(PROVIDED DATA):
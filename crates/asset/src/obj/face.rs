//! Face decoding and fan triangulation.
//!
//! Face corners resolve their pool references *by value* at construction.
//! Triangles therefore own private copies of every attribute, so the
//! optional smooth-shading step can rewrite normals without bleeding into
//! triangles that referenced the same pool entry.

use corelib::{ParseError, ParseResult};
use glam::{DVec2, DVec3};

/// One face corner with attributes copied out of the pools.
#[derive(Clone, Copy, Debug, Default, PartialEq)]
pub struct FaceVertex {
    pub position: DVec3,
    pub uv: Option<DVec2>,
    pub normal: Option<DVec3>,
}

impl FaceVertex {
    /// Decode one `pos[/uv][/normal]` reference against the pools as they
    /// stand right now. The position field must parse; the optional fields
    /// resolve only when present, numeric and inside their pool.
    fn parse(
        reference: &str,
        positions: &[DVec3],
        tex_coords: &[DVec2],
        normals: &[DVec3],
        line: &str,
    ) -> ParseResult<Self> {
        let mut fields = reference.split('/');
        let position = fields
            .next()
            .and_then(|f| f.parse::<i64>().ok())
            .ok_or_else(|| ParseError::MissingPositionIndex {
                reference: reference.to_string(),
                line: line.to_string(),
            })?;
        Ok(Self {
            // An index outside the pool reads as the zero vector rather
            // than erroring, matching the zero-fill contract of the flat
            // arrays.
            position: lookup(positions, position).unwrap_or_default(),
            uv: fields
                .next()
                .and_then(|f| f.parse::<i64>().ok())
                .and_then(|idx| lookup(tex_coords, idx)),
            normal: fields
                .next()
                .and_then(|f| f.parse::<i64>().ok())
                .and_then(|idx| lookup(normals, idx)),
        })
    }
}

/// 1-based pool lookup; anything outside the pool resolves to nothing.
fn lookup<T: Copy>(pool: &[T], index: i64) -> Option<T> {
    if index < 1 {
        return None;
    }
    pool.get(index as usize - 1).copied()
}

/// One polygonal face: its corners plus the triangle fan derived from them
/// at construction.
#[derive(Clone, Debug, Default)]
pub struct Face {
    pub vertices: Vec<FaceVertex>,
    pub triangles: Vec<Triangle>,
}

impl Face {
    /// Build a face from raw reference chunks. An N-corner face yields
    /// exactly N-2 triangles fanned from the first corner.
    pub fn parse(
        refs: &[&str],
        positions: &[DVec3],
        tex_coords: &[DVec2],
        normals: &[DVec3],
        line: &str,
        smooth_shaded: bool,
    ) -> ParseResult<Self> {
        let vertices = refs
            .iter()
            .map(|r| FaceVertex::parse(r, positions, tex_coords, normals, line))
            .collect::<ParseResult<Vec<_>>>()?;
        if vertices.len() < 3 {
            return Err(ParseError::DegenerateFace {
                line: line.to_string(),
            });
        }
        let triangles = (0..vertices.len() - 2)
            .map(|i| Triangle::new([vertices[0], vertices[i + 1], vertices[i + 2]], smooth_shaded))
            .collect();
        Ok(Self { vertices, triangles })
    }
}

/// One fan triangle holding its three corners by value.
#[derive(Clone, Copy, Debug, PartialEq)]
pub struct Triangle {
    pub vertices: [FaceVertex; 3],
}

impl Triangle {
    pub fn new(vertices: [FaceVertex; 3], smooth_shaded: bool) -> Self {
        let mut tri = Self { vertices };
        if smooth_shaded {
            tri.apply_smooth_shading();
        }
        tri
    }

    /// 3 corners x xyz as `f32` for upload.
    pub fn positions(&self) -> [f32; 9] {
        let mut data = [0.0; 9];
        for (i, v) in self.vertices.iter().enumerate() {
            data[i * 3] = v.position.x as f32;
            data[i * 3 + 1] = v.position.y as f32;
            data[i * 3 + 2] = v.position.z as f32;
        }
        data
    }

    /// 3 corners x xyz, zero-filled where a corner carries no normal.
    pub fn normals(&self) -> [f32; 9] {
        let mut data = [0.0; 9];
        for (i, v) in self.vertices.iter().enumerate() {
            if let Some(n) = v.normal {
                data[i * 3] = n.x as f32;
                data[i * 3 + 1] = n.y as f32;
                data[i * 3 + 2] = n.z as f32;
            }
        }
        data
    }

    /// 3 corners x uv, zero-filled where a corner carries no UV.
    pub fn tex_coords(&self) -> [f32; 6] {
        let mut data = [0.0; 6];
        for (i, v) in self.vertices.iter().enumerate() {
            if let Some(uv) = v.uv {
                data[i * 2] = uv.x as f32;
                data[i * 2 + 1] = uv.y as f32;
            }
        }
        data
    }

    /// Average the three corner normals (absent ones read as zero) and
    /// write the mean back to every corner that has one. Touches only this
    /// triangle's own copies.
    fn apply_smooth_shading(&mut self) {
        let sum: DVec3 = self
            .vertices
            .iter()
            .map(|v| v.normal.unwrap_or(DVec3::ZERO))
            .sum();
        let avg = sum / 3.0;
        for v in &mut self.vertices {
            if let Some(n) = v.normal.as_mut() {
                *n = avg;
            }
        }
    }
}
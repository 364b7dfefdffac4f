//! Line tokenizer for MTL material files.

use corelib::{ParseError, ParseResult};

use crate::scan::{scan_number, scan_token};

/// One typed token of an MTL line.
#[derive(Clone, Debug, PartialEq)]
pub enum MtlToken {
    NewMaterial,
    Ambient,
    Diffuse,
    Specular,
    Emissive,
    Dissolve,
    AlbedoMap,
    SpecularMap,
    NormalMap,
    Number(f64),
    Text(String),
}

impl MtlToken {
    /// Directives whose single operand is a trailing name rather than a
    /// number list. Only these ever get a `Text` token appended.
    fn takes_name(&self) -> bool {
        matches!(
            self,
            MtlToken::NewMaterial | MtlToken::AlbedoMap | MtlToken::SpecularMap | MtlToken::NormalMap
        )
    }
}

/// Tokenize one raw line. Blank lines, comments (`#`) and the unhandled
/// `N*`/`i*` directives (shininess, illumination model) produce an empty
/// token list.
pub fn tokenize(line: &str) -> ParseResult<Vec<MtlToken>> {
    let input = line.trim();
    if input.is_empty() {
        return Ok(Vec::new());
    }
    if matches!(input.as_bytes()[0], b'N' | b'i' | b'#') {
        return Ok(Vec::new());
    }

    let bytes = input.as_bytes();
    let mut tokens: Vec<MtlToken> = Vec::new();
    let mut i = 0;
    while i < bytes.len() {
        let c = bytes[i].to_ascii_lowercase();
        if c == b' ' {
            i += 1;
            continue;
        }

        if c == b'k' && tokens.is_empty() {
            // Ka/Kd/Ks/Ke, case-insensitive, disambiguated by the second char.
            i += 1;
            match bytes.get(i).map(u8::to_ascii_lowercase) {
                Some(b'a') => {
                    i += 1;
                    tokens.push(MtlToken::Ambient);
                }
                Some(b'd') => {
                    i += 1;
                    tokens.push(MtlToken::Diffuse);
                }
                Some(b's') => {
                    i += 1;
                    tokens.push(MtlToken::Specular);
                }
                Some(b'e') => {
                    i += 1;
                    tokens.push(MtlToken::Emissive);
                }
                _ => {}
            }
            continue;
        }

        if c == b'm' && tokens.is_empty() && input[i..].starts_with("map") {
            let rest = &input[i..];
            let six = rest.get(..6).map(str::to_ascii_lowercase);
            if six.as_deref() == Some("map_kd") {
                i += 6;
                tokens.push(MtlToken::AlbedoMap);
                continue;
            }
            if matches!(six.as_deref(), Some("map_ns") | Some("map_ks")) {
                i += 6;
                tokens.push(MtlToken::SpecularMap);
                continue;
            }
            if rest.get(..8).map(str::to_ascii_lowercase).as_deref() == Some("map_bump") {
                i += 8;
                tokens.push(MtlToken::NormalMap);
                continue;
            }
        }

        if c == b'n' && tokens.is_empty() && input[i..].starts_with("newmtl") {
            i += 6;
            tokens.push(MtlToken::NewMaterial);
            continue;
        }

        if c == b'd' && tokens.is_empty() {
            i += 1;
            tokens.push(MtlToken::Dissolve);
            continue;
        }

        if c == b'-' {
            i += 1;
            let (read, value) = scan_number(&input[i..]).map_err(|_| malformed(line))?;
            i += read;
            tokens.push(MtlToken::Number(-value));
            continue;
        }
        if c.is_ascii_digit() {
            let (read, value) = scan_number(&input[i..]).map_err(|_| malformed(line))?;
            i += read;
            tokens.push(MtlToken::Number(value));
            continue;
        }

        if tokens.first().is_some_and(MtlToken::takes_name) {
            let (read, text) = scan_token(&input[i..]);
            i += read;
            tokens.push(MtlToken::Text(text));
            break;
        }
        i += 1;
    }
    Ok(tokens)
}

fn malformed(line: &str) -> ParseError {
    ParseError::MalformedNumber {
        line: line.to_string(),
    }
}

(TASK TO CARRY OUT): Within the data above, tally every line that has "optional" in it. Answer with the number only.

(RESULT): 2